//! Error types for the gateway
//!
//! - [`ConfigError`]: invalid settings; fatal, prevents startup
//! - [`UpstreamApiError`]: downstream API failures; surfaced to the tool caller
//! - [`GatewayError`]: top-level error for `main` and tool dispatch, wrapping
//!   the above and the core's [`MetadataLoadError`] and [`ExchangeFailure`]

use graphgate_auth::{ExchangeFailure, HttpClientError, MetadataLoadError, VerifierConfigError};
use thiserror::Error;

/// Result type for gateway operations
pub type GatewayResult<T> = std::result::Result<T, GatewayError>;

/// Invalid or incomplete configuration
#[derive(Error, Debug, Clone, PartialEq, Eq)]
pub enum ConfigError {
    /// A required setting is absent or blank
    #[error("missing required setting: {0}")]
    Missing(&'static str),

    /// Client id needed by the chosen verification or downstream mode
    #[error("--client-id (AZURE_CLIENT_ID) is required for {0}")]
    MissingClientId(&'static str),

    /// On-behalf-of needs the relying party's secret
    #[error("--client-secret (AZURE_CLIENT_SECRET) is required for on-behalf-of exchange")]
    MissingClientSecret,

    /// Claims-only requested without acknowledging the trust trade-off
    #[error(
        "claims-only verification skips signature checks; pass --allow-unverified-signatures to accept this"
    )]
    UnverifiedSignaturesNotAcknowledged,

    /// Nothing to require of inbound tokens
    #[error("at least one required scope must be configured")]
    EmptyRequiredScopes,

    /// Nothing to request from the token endpoint
    #[error("at least one downstream scope must be configured for on-behalf-of exchange")]
    EmptyDownstreamScopes,

    /// Normalization enabled with no namespace available
    #[error("scope normalization needs --scope-namespace or --client-id")]
    MissingScopeNamespace,

    /// A URL setting does not parse
    #[error("invalid URL for {field}: {value} ({reason})")]
    InvalidUrl {
        field: &'static str,
        value: String,
        reason: String,
    },

    /// Outbound calls would never time out
    #[error("--http-timeout-secs must be greater than zero")]
    ZeroTimeout,

    /// Verifier rejected the derived settings
    #[error(transparent)]
    Verifier(#[from] VerifierConfigError),
}

impl ConfigError {
    /// Create an invalid URL error
    pub fn invalid_url(
        field: &'static str,
        value: impl Into<String>,
        reason: impl ToString,
    ) -> Self {
        Self::InvalidUrl {
            field,
            value: value.into(),
            reason: reason.to_string(),
        }
    }
}

/// Downstream API call failed
#[derive(Error, Debug)]
pub enum UpstreamApiError {
    /// Non-success status; never retried
    #[error("downstream API returned status {status}")]
    Status { status: u16, body: Option<String> },

    /// Network failure or timeout
    #[error("downstream request failed: {0}")]
    Request(String),

    /// Body is not JSON
    #[error("downstream API returned invalid JSON: {0}")]
    InvalidJson(String),

    /// Shared HTTP client unavailable
    #[error(transparent)]
    Http(#[from] HttpClientError),
}

impl UpstreamApiError {
    /// HTTP status of the failure, if one was received
    pub fn status(&self) -> Option<u16> {
        match self {
            Self::Status { status, .. } => Some(*status),
            _ => None,
        }
    }
}

/// Main error type for the gateway
#[derive(Error, Debug)]
#[non_exhaustive]
pub enum GatewayError {
    /// Configuration error
    #[error("configuration error: {0}")]
    Config(#[from] ConfigError),

    /// Identity provider metadata could not be loaded
    #[error("identity provider metadata unavailable: {0}")]
    Metadata(#[from] MetadataLoadError),

    /// On-behalf-of exchange produced no token
    #[error("on-behalf-of exchange failed: {0}")]
    Exchange(#[from] ExchangeFailure),

    /// Downstream API failure
    #[error("{0}")]
    Upstream(#[from] UpstreamApiError),

    /// Tool received arguments it cannot use or produced no result
    #[error("tool error: {message}")]
    Tool { message: String },

    /// Listener or signal handling failure
    #[error("IO error: {0}")]
    Io(#[from] std::io::Error),
}

impl GatewayError {
    /// Create a tool error
    pub fn tool(message: impl Into<String>) -> Self {
        Self::Tool {
            message: message.into(),
        }
    }

    /// Process exit code for a fatal error
    pub fn exit_code(&self) -> u8 {
        1
    }
}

(WORK INSTRUCTIONS): Your answer should consist of copies of the lines above that include the string "MetadataLoadError".

(EXERCISE RESPONSE):
//!   the above and the core's [`MetadataLoadError`] and [`ExchangeFailure`]
use graphgate_auth::{ExchangeFailure, HttpClientError, MetadataLoadError, VerifierConfigError};
    Metadata(#[from] MetadataLoadError),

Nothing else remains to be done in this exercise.